::: EXCERPTED DATA

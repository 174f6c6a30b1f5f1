//! Metrics registration
//!
//! The engine records counters and histograms through the `metrics` facade;
//! the host product owns the recorder and exporter. Behavior and trigger
//! names come from configuration, so cardinality is bounded by the loaded
//! definitions — free-text labels are never recorded.

use metrics::{describe_counter, describe_histogram};

/// Registers metric descriptions with whatever recorder the host installed.
///
/// Safe to call more than once; descriptions are idempotent.
pub fn describe_metrics() {
    describe_counter!(
        "limerence_triggers_total",
        "Trigger events detected, labeled by trigger type"
    );
    describe_counter!(
        "limerence_trigger_cooldowns_total",
        "Trigger events suppressed by the per-agent cooldown window"
    );
    describe_counter!(
        "limerence_phase_transitions_total",
        "Phase transitions, labeled by direction (advance/retreat)"
    );
    describe_counter!(
        "limerence_safety_blocks_total",
        "Assessments that clamped a behavior below its current phase"
    );
    describe_counter!(
        "limerence_update_conflicts_total",
        "Profile updates skipped after exhausting write-conflict retries"
    );
    describe_counter!(
        "limerence_audit_dropped_total",
        "Audit events dropped under channel back-pressure"
    );
    describe_histogram!(
        "limerence_recompute_duration_us",
        "Profile recompute duration in microseconds"
    );
}

#[cfg(test)]
mod tests {
    use super::*;

    #[test]
    fn describe_metrics_is_idempotent() {
        describe_metrics();
        describe_metrics();
    }
}
use crate::{
    CodeExecutionService, ExecutionRequest, ExecutionResult, ExecutionStatus, ExecutorConfig,
    Result,
};
use tokio::time::Duration;

pub mod javascript;
pub mod python;

// Common test utilities for language tests
pub(crate) async fn test_language_execution(
    config: ExecutorConfig,
    language: &str,
    code: &str,
) -> Result<()> {
    let service = CodeExecutionService::new(config);
    let result = service.execute(&ExecutionRequest::new(language, code)).await?;
    assert_eq!(result.status, ExecutionStatus::Success, "{}", result.errors);
    assert!(result.output.contains("Hello from"));
    assert!(result.errors.is_empty());
    Ok(())
}

pub(crate) async fn test_language_timeout(
    config: ExecutorConfig,
    language: &str,
    code: &str,
) -> Result<ExecutionResult> {
    let service = CodeExecutionService::new(ExecutorConfig {
        timeout: Duration::from_millis(300),
        ..config
    });
    let result = service.execute(&ExecutionRequest::new(language, code)).await?;
    assert_eq!(result.status, ExecutionStatus::Timeout);
    assert!(result.errors.ends_with("exceeded 300 millisecond timeout"));
    Ok(result)
}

::::::

**ASSIGNED TASK:** Write each line above out exactly.

**ANSWER BOX:**
repository 174f6c6a30b1f5f1
//! Metrics registration
//!
//! The engine records counters and histograms through the `metrics` facade;
//! the host product owns the recorder and exporter. Behavior and trigger
//! names come from configuration, so cardinality is bounded by the loaded
//! definitions — free-text labels are never recorded.

use metrics::{describe_counter, describe_histogram};

/// Registers metric descriptions with whatever recorder the host installed.
///
/// Safe to call more than once; descriptions are idempotent.
pub fn describe_metrics() {
    describe_counter!(
        "limerence_triggers_total",
        "Trigger events detected, labeled by trigger type"
    );
    describe_counter!(
        "limerence_trigger_cooldowns_total",
        "Trigger events suppressed by the per-agent cooldown window"
    );
    describe_counter!(
        "limerence_phase_transitions_total",
        "Phase transitions, labeled by direction (advance/retreat)"
    );
    describe_counter!(
        "limerence_safety_blocks_total",
        "Assessments that clamped a behavior below its current phase"
    );
    describe_counter!(
        "limerence_update_conflicts_total",
        "Profile updates skipped after exhausting write-conflict retries"
    );
    describe_counter!(
        "limerence_audit_dropped_total",
        "Audit events dropped under channel back-pressure"
    );
    describe_histogram!(
        "limerence_recompute_duration_us",
        "Profile recompute duration in microseconds"
    );
}

#[cfg(test)]
mod tests {
    use super::*;

    #[test]
    fn describe_metrics_is_idempotent() {
        describe_metrics();
        describe_metrics();
    }
}
use crate::{
    CodeExecutionService, ExecutionRequest, ExecutionResult, ExecutionStatus, ExecutorConfig,
    Result,
};
use tokio::time::Duration;

pub mod javascript;
pub mod python;

// Common test utilities for language tests
pub(crate) async fn test_language_execution(
    config: ExecutorConfig,
    language: &str,
    code: &str,
) -> Result<()> {
    let service = CodeExecutionService::new(config);
    let result = service.execute(&ExecutionRequest::new(language, code)).await?;
    assert_eq!(result.status, ExecutionStatus::Success, "{}", result.errors);
    assert!(result.output.contains("Hello from"));
    assert!(result.errors.is_empty());
    Ok(())
}

pub(crate) async fn test_language_timeout(
    config: ExecutorConfig,
    language: &str,
    code: &str,
) -> Result<ExecutionResult> {
    let service = CodeExecutionService::new(ExecutorConfig {
        timeout: Duration::from_millis(300),
        ..config
    });
    let result = service.execute(&ExecutionRequest::new(language, code)).await?;
    assert_eq!(result.status, ExecutionStatus::Timeout);
    assert!(result.errors.ends_with("exceeded 300 millisecond timeout"));
    Ok(result)
}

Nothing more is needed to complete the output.